August 14, 2010

Day 210 - Cook a Romantic Dinner

Date: August 4th, 2010

August 4th was a rough day.  Work was long and tiring.  The weather was cloudy.  I was pretty, well, lethargic.  Turns out I wasn't the only one.  Around 10AM I started getting texts from Justin about how rough his day was going too.  I think there was some sort of weird, work being tiring mojo going around.  I decided to offer Justin an evening in Ann Arbor, if he was willing to make the drive, figuring we'd watch some TV, relax and just not think about the rest of the day.  That was the original plan, at least.

I talked to him toward the end of the day and realized that things were pretty genuinely unfantastic for him the whole day.  I mean, mine was a little difficult, but I really love my job so even a "bad" day is just mediocre.  Seems like the world just decided to see how much he could handle in one day though - so he had it a lot worse than I did.  I figured there had to be a way to cheer him up.

Then it hit me - since he'd been such a good sport to go along on all my adventures for months on end - maybe I should make one of my adventures about him for a change.  I hopped over to Plum Market - center for all the insanely extravagant and unnecessary touches one could ask for.  Was the chicken raised outside of cages and allowed to watch Nick at Nite while their eggs were gathered?  Fantastic.  Give me a pound of drumsticks.  How much -yaki is there in the teriyaki?  Not enough, I say!

I picked up the aforementioned chicken, some brussels sprouts, and a sweet onion.  Then I made a god-awful mess in my kitchen trying to prepare them.  I kid.  The chicken was a huge success.  The sprouts and onion were passable.  But the quality of the food wasn't the point, so much.  See, since Justin and I dabble in dating (that's what I'm calling it now), the point was more to surprise him with a night about him so he didn't have to think about his day at work.

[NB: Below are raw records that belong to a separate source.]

use manifest_index_core::{
    Manifest, ManifestIndex, MatchType, PackageMatchField, PackageMatchFilter, RequestMatch,
    SchemaVersion, SearchRequest, SearchResult,
};

fn manifest(id: &str, name: &str, moniker: &str, tags: &[&str], commands: &[&str]) -> Manifest {
    let mut manifest = Manifest::new(id, name, "1.0");
    manifest.moniker = Some(moniker.to_string());
    manifest.tags = tags.iter().map(|tag| tag.to_string()).collect();
    manifest.commands = commands.iter().map(|command| command.to_string()).collect();
    manifest
}

fn sample_index(dir: &std::path::Path) -> ManifestIndex {
    let mut index = ManifestIndex::create_new(dir.join("index.db"), SchemaVersion::LATEST).unwrap();
    for (manifest, path) in [
        (
            manifest("Contoso.Editor", "Contoso Editor", "editor", &["text", "code"], &["ced"]),
            "c/Contoso.Editor/1.0.json",
        ),
        (
            manifest("Fabrikam.TextTool", "Text Tool", "tt", &["text"], &[]),
            "f/Fabrikam.TextTool/1.0.json",
        ),
        (
            manifest("Northwind.Edit", "Northwind Edit", "nwe", &["utility"], &["edit"]),
            "n/Northwind.Edit/1.0.json",
        ),
    ] {
        index.add_manifest(&manifest, path).unwrap();
    }
    index
}

fn ids(index: &ManifestIndex, result: &SearchResult) -> Vec<String> {
    result
        .matches
        .iter()
        .map(|(id, _)| index.get_id_string_by_id(*id).unwrap().unwrap())
        .collect()
}

fn tag_filter(match_type: MatchType, value: &str) -> PackageMatchFilter {
    PackageMatchFilter::new(PackageMatchField::Tag, match_type, value)
}

#[test]
fn exact_query_reports_the_field_that_matched() {
    let dir = tempfile::tempdir().unwrap();
    let index = sample_index(dir.path());

    let result = index
        .search(&SearchRequest::query(MatchType::Exact, "editor"))
        .unwrap();

    assert_eq!(ids(&index, &result), vec!["Contoso.Editor"]);
    let criterion = result.matches[0].1.as_ref().unwrap();
    assert_eq!(criterion.field, PackageMatchField::Moniker);
    assert_eq!(criterion.match_type, MatchType::Exact);
    assert!(!result.truncated);
}

#[test]
fn substring_query_returns_each_package_once_in_id_order() {
    let dir = tempfile::tempdir().unwrap();
    let mut index = sample_index(dir.path());
    let mut second = manifest("Contoso.Editor", "Contoso Editor", "editor", &["text"], &[]);
    second.version = "2.0".to_string();
    index.add_manifest(&second, "c/Contoso.Editor/2.0.json").unwrap();

    let result = index
        .search(&SearchRequest::query(MatchType::Substring, "edit"))
        .unwrap();

    assert_eq!(ids(&index, &result), vec!["Contoso.Editor", "Northwind.Edit"]);
    for (_, criterion) in &result.matches {
        assert_eq!(criterion.as_ref().unwrap().field, PackageMatchField::Id);
    }
}

#[test]
fn stronger_match_type_sorts_first() {
    let dir = tempfile::tempdir().unwrap();
    let index = sample_index(dir.path());

    let request = SearchRequest {
        query: Some(RequestMatch::new(MatchType::Substring, "tool")),
        inclusions: vec![tag_filter(MatchType::Exact, "utility")],
        ..SearchRequest::default()
    };
    let result = index.search(&request).unwrap();

    assert_eq!(ids(&index, &result), vec!["Northwind.Edit", "Fabrikam.TextTool"]);
    assert_eq!(
        result.matches[0].1.as_ref().unwrap().match_type,
        MatchType::Exact
    );
    assert_eq!(
        result.matches[1].1.as_ref().unwrap().match_type,
        MatchType::Substring
    );
}

#[test]
fn filters_without_query_narrow_the_whole_index() {
    let dir = tempfile::tempdir().unwrap();
    let index = sample_index(dir.path());

    let request = SearchRequest {
        filters: vec![tag_filter(MatchType::Exact, "text")],
        ..SearchRequest::default()
    };
    let result = index.search(&request).unwrap();

    assert_eq!(ids(&index, &result), vec!["Contoso.Editor", "Fabrikam.TextTool"]);
    assert!(result.matches.iter().all(|(_, criterion)| criterion.is_none()));
}

#[test]
fn every_filter_must_hold() {
    let dir = tempfile::tempdir().unwrap();
    let index = sample_index(dir.path());

    let request = SearchRequest {
        query: Some(RequestMatch::new(MatchType::Substring, "t")),
        filters: vec![
            tag_filter(MatchType::Exact, "text"),
            PackageMatchFilter::new(PackageMatchField::Command, MatchType::Exact, "ced"),
        ],
        ..SearchRequest::default()
    };
    let result = index.search(&request).unwrap();

    assert_eq!(ids(&index, &result), vec!["Contoso.Editor"]);
}

#[test]
fn maximum_results_truncates_and_flags_it() {
    let dir = tempfile::tempdir().unwrap();
    let index = sample_index(dir.path());

    let limited = index
        .search(&SearchRequest {
            maximum_results: 1,
            ..SearchRequest::default()
        })
        .unwrap();
    assert_eq!(ids(&index, &limited), vec!["Contoso.Editor"]);
    assert!(limited.truncated);

    let roomy = index
        .search(&SearchRequest {
            maximum_results: 3,
            ..SearchRequest::default()
        })
        .unwrap();
    assert_eq!(roomy.matches.len(), 3);
    assert!(!roomy.truncated);
}

#[test]
fn case_sensitivity_follows_match_type() {
    let dir = tempfile::tempdir().unwrap();
    let index = sample_index(dir.path());

    let exact = index
        .search(&SearchRequest::query(MatchType::Exact, "CONTOSO.EDITOR"))
        .unwrap();
    assert!(exact.matches.is_empty());

    let folded = index
        .search(&SearchRequest::query(MatchType::CaseInsensitive, "CONTOSO.EDITOR"))
        .unwrap();
    assert_eq!(ids(&index, &folded), vec!["Contoso.Editor"]);

    let prefix = index
        .search(&SearchRequest::query(MatchType::StartsWith, "FABRIKAM"))
        .unwrap();
    assert_eq!(ids(&index, &prefix), vec!["Fabrikam.TextTool"]);
}

#[test]
fn like_wildcards_in_query_are_literal() {
    let dir = tempfile::tempdir().unwrap();
    let index = sample_index(dir.path());

    for pattern in ["%", "_", "Contoso_Editor"] {
        let result = index
            .search(&SearchRequest::query(MatchType::Substring, pattern))
            .unwrap();
        assert!(result.matches.is_empty(), "pattern {pattern} matched");
    }
}
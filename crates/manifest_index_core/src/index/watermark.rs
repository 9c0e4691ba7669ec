//! Last-write-time watermark.
//!
//! # Invariants
//! - Stored as POSIX epoch seconds (`i64`) under `lastwritetime`.
//! - Written only inside the savepoint of a mutation that is about to commit.

use crate::db::metadata::{self, LAST_WRITE_TIME};
use crate::error::IndexResult;
use rusqlite::Connection;
use std::time::{Duration, SystemTime, UNIX_EPOCH};

/// Records the current time as the index's last write.
pub(crate) fn set_last_write_time(conn: &Connection) -> IndexResult<()> {
    metadata::set_named_value(conn, LAST_WRITE_TIME, current_unix_epoch())
}

/// Reads the last write time recorded in the index.
pub(crate) fn last_write_time(conn: &Connection) -> IndexResult<SystemTime> {
    let seconds: i64 = metadata::get_named_value(conn, LAST_WRITE_TIME)?;
    Ok(unix_epoch_to_system_time(seconds))
}

/// Current time in whole seconds since the Unix epoch.
pub fn current_unix_epoch() -> i64 {
    match SystemTime::now().duration_since(UNIX_EPOCH) {
        Ok(elapsed) => i64::try_from(elapsed.as_secs()).unwrap_or(i64::MAX),
        Err(before_epoch) => {
            -i64::try_from(before_epoch.duration().as_secs()).unwrap_or(i64::MAX)
        }
    }
}

pub fn unix_epoch_to_system_time(seconds: i64) -> SystemTime {
    let offset = Duration::from_secs(seconds.unsigned_abs());
    if seconds >= 0 {
        UNIX_EPOCH + offset
    } else {
        UNIX_EPOCH - offset
    }
}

I thought about what would qualify as romantic to Justin.  So I set up an episode of Futurama to play while we ate dinner.  I know, I'm old fashioned, but its the little touches.  It struck me as I was doing this that while I'd cooked for people, I hadn't really presented a meal to someone before.  I mean, I cooked all the time when my ex-boyfriend lived here - but never as a treat or a present.  It was more of an... expectation.

So we sat there, watching TV and relaxing, as I expected... and I thought about how lovely it was to spend an evening in for a change.  I love this project, but I've started to forget about the simple joy of relaxing in my own home and basking in the familiar.  I wonder if I'll fall back into routine when the year is up.  I rather hope not, but only time will tell.